# Camera Help 7dii 5d3 or 6d



## cheerdad (Feb 18, 2013)

I need help with making a educated decision on my next camera. I currently have a canon T2i and use it for taking pictures of my daughters all star cheerleading team. These events are inside and the action is fast in usually dark arenas. I recently bought L 70-200 2.8 IS II. This lens takes outstanding pics on my beginner camera. I am looking no to upgrading camera and have been waiting on the 7dii. Should I wait or on this camera to maybe released some day or look into another camera.


----------



## Mt Spokane Photography (Feb 18, 2013)

Why not read the replies to the many others who have asked this same question?
Just do a search. The list is almost endless. Then, if your specific question is not answered, search on it.

http://www.canonrumors.com/forum/index.php?topic=12847.0
http://www.canonrumors.com/forum/index.php?topic=11114.msg199107#msg199107
http://www.canonrumors.com/forum/index.php?topic=12978.msg232908#msg232908
http://www.canonrumors.com/forum/index.php?topic=1890.msg34957#msg34957
http://www.canonrumors.com/forum/index.php?topic=7868.msg143670#msg143670
http://www.canonrumors.com/forum/index.php?topic=1551.msg22239#msg22239
http://www.canonrumors.com/forum/index.php?topic=4372.msg118167#msg118167
http://www.canonrumors.com/forum/index.php?topic=1000.msg13622#msg13622


----------



## phixional ninja (Feb 18, 2013)

I haven't shot indoor sports myself, but it seems to me that low light performance (and particularly the ability to stop the motion of spinning cheerleaders) would seriously trump reach for your situation. If you can swing a 5D3, you'd get a serious step up in terms of AF, low light performance, and burst rate compared to your T2i. Compared to a 7D or (hypothetical) 7D2 you'd be sacrificing a bit of burst speed, but I'd much rather have a few fewer shots per second and have each shot be cleaner.


----------



## neuroanatomist (Feb 18, 2013)

Get the 5DIII, if it's within your budget. You'll gain two more stops of usable ISO over the T2i and 7D, better AF than the 7D, and a faster frame rate than your current camera. IMO, the only current camera that would be better for your needs is the 1D X. A 7DII may come out, but barring some sort of electronic miracle, the high ISO performance of a FF sensor is still going to trump APS-C. 

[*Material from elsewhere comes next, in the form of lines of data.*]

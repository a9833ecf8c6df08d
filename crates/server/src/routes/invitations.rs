use axum::{
    extract::{Path, State},
    http::StatusCode,
    Json,
};
use models::{Invitation, NewInvitation};
use serde_json::{json, Value};

use crate::errors::ApiError;
use crate::extract::Payload;
use crate::state::AppState;

pub async fn create_invitation(
    State(state): State<AppState>,
    Payload(new): Payload<NewInvitation>,
) -> Result<(StatusCode, Json<Value>), ApiError> {
    let invitation = state.invitations.create(new).await?;
    Ok((StatusCode::CREATED, Json(json!({ "message": "Invitation created successfully", "data": invitation }))))
}

pub async fn list_invitations(State(state): State<AppState>) -> Result<Json<Vec<Invitation>>, ApiError> {
    Ok(Json(state.invitations.list().await?))
}

pub async fn accept_invitation(State(state): State<AppState>, Path(id): Path<String>) -> Result<Json<Value>, ApiError> {
    state.invitations.accept(&id).await?;
    Ok(Json(json!({ "message": "Invitation accepted" })))
}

I was shooting boxing over the weekend, poor lighting, fast action (the hands, at least). I needed 1/800 s to have a chance of stopping action, shooting the 70-200/2.8L IS II in the f/2.8 to f/4 range (depending on distance and subject placement, f/2.8 can be too thin). My ISO settings ranged from ISO 3200 (not a single shot lower than that) to ISO 12800.


----------



## Vivid Color (Feb 18, 2013)

If the 5D3 is more than you want to pay for a new body, then consider the 6D, which works great in low-light situations.


----------



## RLPhoto (Feb 18, 2013)

5D3 or 5D2. I don't see value in 6D yet.


----------



## Mt Spokane Photography (Feb 18, 2013)

Canon has hinted pretty strongly that there will not be a 7D MK II. This can always change, but they apparently feel that FF is the future for high end cameras. 
The 70D may be upgraded to take its place. Right now, there is little to differentiate a 60D from a T4i, except a T4i is more expensive.


----------



## neuroanatomist (Feb 18, 2013)

Vivid Color said:


> If the 5D3 is more than you want to pay for a new body, then consider the 6D, which works great in low-light situations.

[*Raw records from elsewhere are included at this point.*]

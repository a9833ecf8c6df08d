use std::sync::Arc;

use serde_json::json;
use tracing::{info, instrument, warn};

use models::{Invitation, InvitationStatus, NewInvitation};

use crate::errors::ServiceError;
use crate::query::Query;
use crate::store::{decode_rows, first_row, TableStore};

pub const INVITATIONS_TABLE: &str = "invitations";

/// Invitations gateway over the `invitations` table.
pub struct InvitationService {
    store: Arc<dyn TableStore>,
}

impl InvitationService {
    pub fn new(store: Arc<dyn TableStore>) -> Self { Self { store } }

    /// The referenced event is not checked; integrity is left to the data service.
    #[instrument(skip(self, new), fields(event_id = %new.event_id))]
    pub async fn create(&self, new: NewInvitation) -> Result<Invitation, ServiceError> {
        let row = serde_json::to_value(&new).map_err(|e| ServiceError::Validation(e.to_string()))?;
        let rows = self.store.insert(INVITATIONS_TABLE, row).await?;
        let invitation: Invitation = first_row(rows, "invitation")?;
        info!(id = %invitation.id, "invitation created");
        Ok(invitation)
    }

    pub async fn list(&self) -> Result<Vec<Invitation>, ServiceError> {
        let rows = self.store.select(INVITATIONS_TABLE, &Query::all()).await?;
        decode_rows(rows, "invitation")
    }

    /// Mark an invitation accepted. Repeating it is harmless; an id that
    /// matches no row is `NotFound`.
    #[instrument(skip(self))]
    pub async fn accept(&self, id: &str) -> Result<(), ServiceError> {
        let patch = json!({ "status": InvitationStatus::Accepted.as_str() });
        let affected = self
            .store
            .update(INVITATIONS_TABLE, &Query::all().eq("id", id), patch)
            .await?;
        if affected.is_empty() {
            warn!("accept matched no invitation");
            return Err(ServiceError::not_found("Invitation"));
        }
        info!("invitation accepted");
        Ok(())
    }
}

Not sure about the AF performance of the 6D for tracking fast-moving subjects, though...


----------



## BrandonKing96 (Feb 21, 2013)

Just go with the 5D3! You won't regret it at all


----------



## Dick (Feb 21, 2013)

BrandonKing96 said:


> Just go with the 5D3! You won't regret it at all



I'd suggest this too. The AF is so good that I couldn't imagine going back to using the center AF point ever again. That more or less rules out the 6D already. What comes to a 7D Mark II, no certain info is out...


----------



## cheerdad (Apr 4, 2013)

Thanks for the help. I decided to buy a new canon 24-70 2.8 ii to go with the canon 70 - 200 2.8 is ii while still waiting on weather or not to buy a canon 5d iii of wait for the 7d ii to be released. I would really like to have a new camera for the new cheer season that starts in December. Any advise on a camera body would be much appreciated. Keep in mind I take pictures of soccer, family portraits and indoor all-star cheerleading which is indoor fast action and with varying lighting conditions.


----------



## joshlsmithphoto (Apr 12, 2013)

I own the 6D and 5D3... there is no comparison when it comes to AF performance; the 5D3 stays in my hands 95% of the time I'm shooting anything that's moving. So far I have about 6k shutter actuaions on my 6D and I'm growing more and more frustrated with its inability to focus using any focus point outside of the center. If you can get a 5D3, this is the ideal camera for what you described... well I take that back, the 1DX is ideal! 

If the venue is bright enough to stay under ISO 1600, the 7D/7D2 might be an ok option; however, I'm not sure how much better the 7D2 will be compared to the original in terms of low light performance... we can bet on it not being as good as the 5D3 or even the 6D. IMO shooting 8fps or higher means nothing if your shutter is limited to a sluggish speed due to your ISO limitations.


----------